**Data for the task:**
--
//! Heuristic discovery of feeds hidden in plain HTML: repeating sibling
//! elements that each carry a link become items.

use std::collections::{BTreeMap, HashMap, HashSet};

use chrono::{DateTime, NaiveDate, NaiveDateTime, Utc};
use ego_tree::NodeRef;
use scraper::{Html, Node};
use serde::{Deserialize, Serialize};

use crate::app::Result;
use crate::dom::xpath::{path_to, relative_path};
use crate::dom::{attr, collapse_whitespace, collect_text, document_title, element_name, outer_html, resolve_url, XPath, XValue};
use crate::domain::{FeedItem, GenericFeedRule, NormalizedFeed};

const CANDIDATE_TAGS: &[&str] = &["li", "article", "div", "tr", "section", "dd", "dt", "p", "figure"];

const PAGINATION_XPATHS: &[&str] = &[
    "//a[@rel='next']",
    "//link[@rel='next']",
    "//a[contains(@class, 'next')]",
];

#[derive(Debug, Clone, Serialize, Deserialize)]
#[serde(default)]
pub struct GenericFeedOptions {
    /// Groups with fewer linked elements are dropped (default: 3)
    pub min_item_count: usize,
    /// Keep at most this many rules (default: 10)
    pub max_rules: usize,
    /// Only keep rules with a resolvable date (default: false)
    pub require_date: bool,
}

impl Default for GenericFeedOptions {
    fn default() -> Self {
        Self {
            min_item_count: 3,
            max_rules: 10,
            require_date: false,
        }
    }
}

#[derive(Debug, Clone, Default)]
pub struct GenericFeedLocator {
    options: GenericFeedOptions,
}

impl GenericFeedLocator {
    pub fn new(options: GenericFeedOptions) -> Self {
        Self { options }
    }

    /// Scored rules, best first. Deterministic for a given document.
    pub fn locate(&self, document: &Html) -> Vec<GenericFeedRule> {
        let root = document.tree.root();
        let pagination_xpath = PAGINATION_XPATHS
            .iter()
            .find(|expr| {
                XPath::parse(expr)
                    .map(|xpath| !xpath.nodes(root).is_empty())
                    .unwrap_or(false)
            })
            .map(|expr| format!("{}/@href", expr));

        let mut rules = Vec::new();
        for parent in root.descendants().filter(|n| n.value().is_element()) {
            let mut groups: BTreeMap<&str, Vec<NodeRef<'_, Node>>> = BTreeMap::new();
            for child in parent.children() {
                if let Some(name) = element_name(&child) {
                    if CANDIDATE_TAGS.contains(&name) {
                        groups.entry(name).or_default().push(child);
                    }
                }
            }

            for (tag, children) in groups {
                if children.len() < self.options.min_item_count {
                    continue;
                }
                if let Some(mut rule) = self.rule_for_group(parent, tag, &children) {
                    rule.pagination_xpath = pagination_xpath.clone();
                    rules.push(rule);
                }
            }
        }

        rules.sort_by(|a, b| {
            b.score
                .partial_cmp(&a.score)
                .unwrap_or(std::cmp::Ordering::Equal)
                .then(b.count.cmp(&a.count))
                .then(a.depth().cmp(&b.depth()))
                .then(a.context_xpath.cmp(&b.context_xpath))
        });
        rules.truncate(self.options.max_rules);
        rules
    }

    fn rule_for_group(
        &self,
        parent: NodeRef<'_, Node>,
        tag: &str,
        children: &[NodeRef<'_, Node>],
    ) -> Option<GenericFeedRule> {
        let min = self.options.min_item_count;

        let linked: Vec<_> = children
            .iter()
            .filter_map(|child| first_anchor(*child).map(|anchor| (*child, anchor)))
            .collect();
        if linked.len() < min {
            return None;
        }

        let distinct_hrefs: HashSet<_> = linked
            .iter()
            .filter_map(|(_, anchor)| attr(anchor, "href"))
            .collect();
        if distinct_hrefs.len() < min {
            return None;
        }

        let (link_xpath, link_hits) = most_common(
            linked
                .iter()
                .filter_map(|(child, anchor)| relative_path(*child, *anchor)),
        )?;
        if link_hits < min {
            return None;
        }

        let date = most_common(children.iter().filter_map(|child| date_path(*child)));
        let date_xpath = date
            .filter(|(_, hits)| hits * 2 >= link_hits)
            .map(|(path, _)| path);
        if self.options.require_date && date_xpath.is_none() {
            return None;
        }

        let text_len: usize = linked
            .iter()
            .map(|(child, _)| collect_text(*child).chars().count())
            .sum();
        let avg_text = (text_len / linked.len()).min(400) as f64;

        let mut score = link_hits as f64;
        if date_xpath.is_some() {
            score *= 1.5;
        }
        score += avg_text / 40.0;

        Some(GenericFeedRule {
            context_xpath: format!("{}/{}", path_to(parent), tag),
            link_xpath,
            date_xpath,
            pagination_xpath: None,
            count: link_hits,
            score: (score * 100.0).round() / 100.0,
        })
    }
}

fn first_anchor(node: NodeRef<'_, Node>) -> Option<NodeRef<'_, Node>> {
    node.descendants().find(|n| {
        element_name(n) == Some("a")
            && attr(n, "href")
                .map(|href| !href.trim().is_empty() && !href.starts_with('#'))
                .unwrap_or(false)
    })
}

fn date_path(node: NodeRef<'_, Node>) -> Option<String> {
    for d in node.descendants() {
        if element_name(&d) == Some("time") {
            if let Some(datetime) = attr(&d, "datetime") {
                if parse_date(datetime).is_some() {
                    return relative_path(node, d).map(|p| format!("{}/@datetime", p));
                }
            }
        }
        if let Node::Text(text) = d.value() {
            if parse_date(text).is_some() {
                let parent = d.parent()?;
                return relative_path(node, parent);
            }
        }
    }
    None
}

/// Most frequent value and its count; ties go to the first seen.
fn most_common(values: impl Iterator<Item = String>) -> Option<(String, usize)> {
    let mut counts: HashMap<String, (usize, usize)> = HashMap::new();
    for (i, value) in values.enumerate() {
        counts.entry(value).or_insert((0, i)).0 += 1;
    }
    counts
        .into_iter()
        .max_by(|(_, (ca, ia)), (_, (cb, ib))| ca.cmp(cb).then(ib.cmp(ia)))
        .map(|(value, (count, _))| (value, count))
}

const DATE_FORMATS: &[&str] = &[
    "%Y-%m-%d",
    "%Y/%m/%d",
    "%d.%m.%Y",
    "%B %d, %Y",
    "%b %d, %Y",
    "%d %B %Y",
    "%d %b %Y",
];

const DATETIME_FORMATS: &[&str] = &["%Y-%m-%dT%H:%M:%S", "%Y-%m-%d %H:%M:%S", "%Y-%m-%d %H:%M"];

/// Best-effort parse of dates commonly printed on web pages.
pub fn parse_date(raw: &str) -> Option<DateTime<Utc>> {
    let text = collapse_whitespace(raw);
    if text.is_empty() || text.len() > 40 || !text.chars().any(|c| c.is_ascii_digit()) {
        return None;
    }

    if let Ok(dt) = DateTime::parse_from_rfc3339(&text) {
        return Some(dt.with_timezone(&Utc));
    }
    if let Ok(dt) = DateTime::parse_from_rfc2822(&text) {
        return Some(dt.with_timezone(&Utc));
    }
    for format in DATETIME_FORMATS {
        if let Ok(dt) = NaiveDateTime::parse_from_str(&text, format) {
            return Some(dt.and_utc());
        }
    }
    for format in DATE_FORMATS {
        if let Ok(date) = NaiveDate::parse_from_str(&text, format) {
            return date.and_hms_opt(0, 0, 0).map(|dt| dt.and_utc());
        }
    }
    None
}

fn href_of(value: &XValue<'_>) -> Option<String> {
    match value {
        XValue::Attr(v) => Some(v.to_string()),
        XValue::Node(node) => attr(node, "href")
            .map(String::from)
            .or_else(|| first_anchor(*node).and_then(|a| attr(&a, "href")).map(String::from)),
    }
}

/// Applies `rule` to `document`: one item per context node with a resolvable link.
pub fn extract_feed(document: &Html, rule: &GenericFeedRule, base_url: &str) -> Result<NormalizedFeed> {
    let root = document.tree.root();
    let context = XPath::parse(&rule.context_xpath)?;
    let link = XPath::parse(&rule.link_xpath)?;
    let date = rule.date_xpath.as_deref().map(XPath::parse).transpose()?;
    let pagination = rule.pagination_xpath.as_deref().map(XPath::parse).transpose()?;

    let mut seen = HashSet::new();
    let mut items = Vec::new();
    for node in context.nodes(root) {
        let link_values = link.evaluate(node);
        let Some(first) = link_values.first() else {
            continue;
        };
        let Some(url) = href_of(first).and_then(|href| resolve_url(base_url, &href)) else {
            continue;
        };
        if !seen.insert(url.clone()) {
            continue;
        }

        let content_text = collect_text(node);
        let title = first
            .node()
            .map(|n| collapse_whitespace(&collect_text(n)))
            .filter(|t| !t.is_empty())
            .or_else(|| content_text.lines().next().map(String::from));

        let image_url = node
            .descendants()
            .find(|n| element_name(n) == Some("img"))
            .and_then(|img| attr(&img, "src"))
            .and_then(|src| resolve_url(base_url, src));

        items.push(FeedItem {
            url,
            title,
            content_text: Some(content_text).filter(|t| !t.is_empty()),
            content_raw: Some(outer_html(node)),
            content_raw_mime: Some("text/html".to_string()),
            image_url,
            published_at: date
                .as_ref()
                .and_then(|d| d.first_string(node))
                .and_then(|s| parse_date(&s)),
            tags: Vec::new(),
        });
    }

    let mut links = Vec::new();
    if let Some(pagination) = pagination {
        for value in pagination.evaluate(root) {
            if let Some(next) = href_of(&value).and_then(|href| resolve_url(base_url, &href)) {
                if next != base_url && !links.contains(&next) {
                    links.push(next);
                }
            }
        }
    }

    Ok(NormalizedFeed {
        title: document_title(document),
        description: None,
        feed_url: base_url.to_string(),
        website_url: Some(base_url.to_string()),
        published_at: None,
        items,
        links,
    })
}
--
**What to work on:**
How many lines of the entries above include the word "descendants"? Reply with the number alone.

**Output below:**
4